João também explica:

– Por este motivo, cada vez mais estamos vendo crianças e pessoas com deficiência nos lazeres e em todos os lugares da vida diária. E devemos estar preparados para essa convivência, aceitando as diferenças e a individualidade de cada pessoa, uma vez que o conceito de inclusão mantém este lema: Todas as pessoas têm o mesmo valor.

– As pessoas com deficiência devem viver com dignidade e integrados na comunidade – observa Aninha. A cidadania não depende tanto do que uma pessoa é capaz de fazer fisicamente quando das decisões que ela pode tomar. Independência é um processo onde cada um de nós poderá ajudar a moldar uma sociedade participativa, aberta a todos, onde poderemos todos juntos caminhar de mãos dadas!!!

– Eu como uma pessoa com paralisia cerebral, conheço tudo que os amigos disseram e acho super positivo essa união – conta Carlos. Mas também sei que é preciso que a sociedade tenha uma visão positiva de nós.

– Exato – concorda Maria. – E isso começa pelo modo de nos comportar e as palavras que devem usar quando se referir a nós. É comum se ouvir as pessoas usando palavras como aleijado, coitadinho, bobinho, ceguinho, mongolóide, e tantas outras por aí. Mas são termos errados, além de magoar muitos de nós. Afinal, você gostaria de ser tratado por um nome diminutivo ou pejorativo?

– Certamente que não… – responde Carlos.

Aninha faz a sua observação:

– Também é comum ouvirmos a palavra excepcional, referindo-se a pessoas com deficiência intelectual ou Síndrome de Down. Mas se olharmos no dicionário, veremos que ela refere-se a uma coisa que sai fora do normal, ou seja, um fenômeno. E nossos amigos não são nada disso. Mesmo com algum tipo de deficiência ou limitação, são pessoas iguais a nós, com os mesmos direitos e deveres. Então, o modo correto de nos referirmos a essas pessoas são: pessoas com deficiências.

– Em nossas palestras dizemos isso à plateia – relata João. – Se alguém que você conhece, ou que esteja perto de você, referir-se a nossos amigos de modo errado, não tenha vergonha de ensinar-lhe o modo correto. E quando você estiver com alguma dessas crianças ou pessoas com deficiência, trate-a apenas pelo seu nome. Assim, você estará ganhando ou preservando uma nova e sincera amizade!!!

Jonas olha para o relógio e lembra o grupo do compromisso. Alex concorda:

– É mesmo pessoal, estamos esquecendo da palestra. Vamos lá enfrentar a galera…!
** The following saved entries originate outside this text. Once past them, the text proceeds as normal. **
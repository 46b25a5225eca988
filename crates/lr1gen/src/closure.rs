//! Closure and GOTO over LR(1) item sets.

use crate::{
    first_follow::FirstFollow,
    grammar::{Grammar, SymbolID, TerminalID},
    item::{Item, ItemSet},
    types::TerminalSet,
};
use std::collections::VecDeque;

/// Expand `items` with every item implied by a nonterminal right after a dot.
///
/// For `[A -> α • B β, a]` and each production `B -> γ`, the items
/// `[B -> • γ, b]` are added for every `b` in `First(β a)`.
pub fn closure(items: &ItemSet, g: &Grammar, sets: &FirstFollow) -> ItemSet {
    let mut result = items.clone();
    let mut pending: VecDeque<Item> = items.iter().cloned().collect();

    while let Some(item) = pending.pop_front() {
        // [A -> ... @ B beta]
        //  B: one nonterminal symbol
        let (b, beta) = match &item.rhs()[item.dot()..] {
            [SymbolID::N(b), beta @ ..] => (*b, beta),
            _ => continue,
        };

        let lookaheads = lookaheads(beta, item.lookahead(), sets);
        for production in g.productions_of(b) {
            for lookahead in lookaheads.iter() {
                let new_item = Item::new(production, 0, lookahead);
                if result.insert(new_item.clone()) {
                    pending.push_back(new_item);
                }
            }
        }
    }

    result
}

/// `First(beta lookahead)`, defaulting to `$` when nothing can be derived.
fn lookaheads(beta: &[SymbolID], lookahead: TerminalID, sets: &FirstFollow) -> TerminalSet {
    let first = sets.first_of_sequence(beta);
    let nullable = first.is_nullable();
    let mut res = first.into_terminals();
    if nullable {
        res.insert(lookahead);
    }
    if res.is_empty() {
        // beta starts with a nonterminal that has no production.
        tracing::trace!("empty lookahead set, falling back to the end of input");
        res.insert(TerminalID::EOI);
    }
    res
}

/// Advance every item whose dot sits before `symbol`, then take the closure.
///
/// Returns `None` when no item can move over `symbol`.
pub fn goto(
    items: &ItemSet,
    symbol: SymbolID,
    g: &Grammar,
    sets: &FirstFollow,
) -> Option<ItemSet> {
    let kernel: ItemSet = items
        .iter()
        .filter(|item| item.next_symbol() == Some(symbol))
        .filter_map(Item::advance)
        .collect();
    if kernel.is_empty() {
        return None;
    }
    Some(closure(&kernel, g, sets))
}

#[cfg(test)]
mod tests {
    use super::*;

    fn render(set: &ItemSet, g: &Grammar) -> Vec<String> {
        set.iter().map(|item| item.display(g).to_string()).collect()
    }

    fn start_set(g: &Grammar, sets: &FirstFollow) -> ItemSet {
        let kernel: ItemSet = Some(Item::start(g)).into_iter().collect();
        closure(&kernel, g, sets)
    }

    #[test]
    fn closure_of_start_item() {
        let g = Grammar::from_str("program : stmt\nstmt : IDENTIFIER").unwrap();
        let sets = FirstFollow::compute(&g);
        let start = start_set(&g, &sets);
        assert_eq!(
            render(&start, &g),
            [
                "S' -> • program, $",
                "program -> • stmt, $",
                "stmt -> • IDENTIFIER, $",
            ]
        );
    }

    #[test]
    fn closure_propagates_lookaheads() {
        let g = Grammar::from_str(
            "
            s : c c
            c : C c
            c : D
            ",
        )
        .unwrap();
        let sets = FirstFollow::compute(&g);
        let start = start_set(&g, &sets);
        assert_eq!(
            render(&start, &g),
            [
                "S' -> • s, $",
                "s -> • c c, $",
                "c -> • C c, C",
                "c -> • C c, D",
                "c -> • D, C",
                "c -> • D, D",
            ]
        );
    }

    #[test]
    fn closure_through_nullable_suffix() {
        let g = Grammar::from_str(
            "
            s : a b
            a : A
            b : B
            b : EPSILON
            ",
        )
        .unwrap();
        let sets = FirstFollow::compute(&g);
        let start = start_set(&g, &sets);
        assert_eq!(
            render(&start, &g),
            [
                "S' -> • s, $",
                "s -> • a b, $",
                "a -> • A, $",
                "a -> • A, B",
            ]
        );
    }

    #[test]
    fn closure_is_idempotent() {
        let g = Grammar::from_str(
            "
            e : e PLUS t
            e : t
            t : LPAREN e RPAREN
            t : ID
            ",
        )
        .unwrap();
        let sets = FirstFollow::compute(&g);
        let start = start_set(&g, &sets);
        assert_eq!(closure(&start, &g, &sets), start);
    }

    #[test]
    fn goto_returns_closed_sets() {
        let g = Grammar::from_str(
            "
            s : c c
            c : C c
            c : D
            ",
        )
        .unwrap();
        let sets = FirstFollow::compute(&g);
        let start = start_set(&g, &sets);

        let c = g.symbol("c").unwrap();
        let next = goto(&start, c, &g, &sets).unwrap();
        assert_eq!(closure(&next, &g, &sets), next);
        assert_eq!(
            render(&next, &g),
            ["s -> c • c, $", "c -> • C c, $", "c -> • D, $"]
        );

        let big_c = g.symbol("C").unwrap();
        let next = goto(&start, big_c, &g, &sets).unwrap();
        assert_eq!(closure(&next, &g, &sets), next);
        assert_eq!(
            render(&next, &g),
            [
                "c -> • C c, C",
                "c -> • C c, D",
                "c -> C • c, C",
                "c -> C • c, D",
                "c -> • D, C",
                "c -> • D, D",
            ]
        );
    }

    #[test]
    fn goto_without_transition() {
        let g = Grammar::from_str("program : stmt\nstmt : IDENTIFIER").unwrap();
        let sets = FirstFollow::compute(&g);
        let start = start_set(&g, &sets);
        assert_eq!(goto(&start, SymbolID::T(TerminalID::EOI), &g, &sets), None);
    }

    #[test]
    fn epsilon_items_are_never_expanded() {
        let g = Grammar::from_str("s : a X\na : EPSILON").unwrap();
        let sets = FirstFollow::compute(&g);
        let start = start_set(&g, &sets);
        assert_eq!(
            render(&start, &g),
            ["S' -> • s, $", "s -> • a X, $", "a -> •, X"]
        );
        let epsilon = start.iter().last().unwrap();
        assert!(epsilon.is_reducible());
    }
}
Pagam a conta e caminham para outra dependência da escola.


Propostas de atividades:

1) Baseado na história acima, você pode fazer uma redação ou relato sobre pessoas com deficiência que conhece em sua comunidade, família, roda de amigos.

2) Elabore uma lista com as principais dúvidas e curiosidades que você tenha com relação às pessoas com deficiência. Depois, junto com o professor, procurem respostas e tirem as dúvidas.

Emílio Figueira - Escritor

Por causa de uma asfixia durante o parto, Emílio Figueira adquiriu paralisia cerebral em 1969, ficando com sequelas na fala e movimentos. Nunca se deixou abater por sua deficiência motora e vive intensamente inúmeras possibilidades. Nas artes, no jornalismo, autor de uma vasta produção científica, é psicólogo, psicanalista, teólogo independente. Como escritor é dono de uma variada obra em livros impressos e digitais, passando de noventa títulos lançados. Hoje com cinco graduações e dois doutorados, Figueira foi professor e conferencista de pós-graduação, principalmente de temas que envolvem a Educação Inclusiva. Atualmente dedica-se a Escrever Literatura e Roteiros e projetos audiovisuais.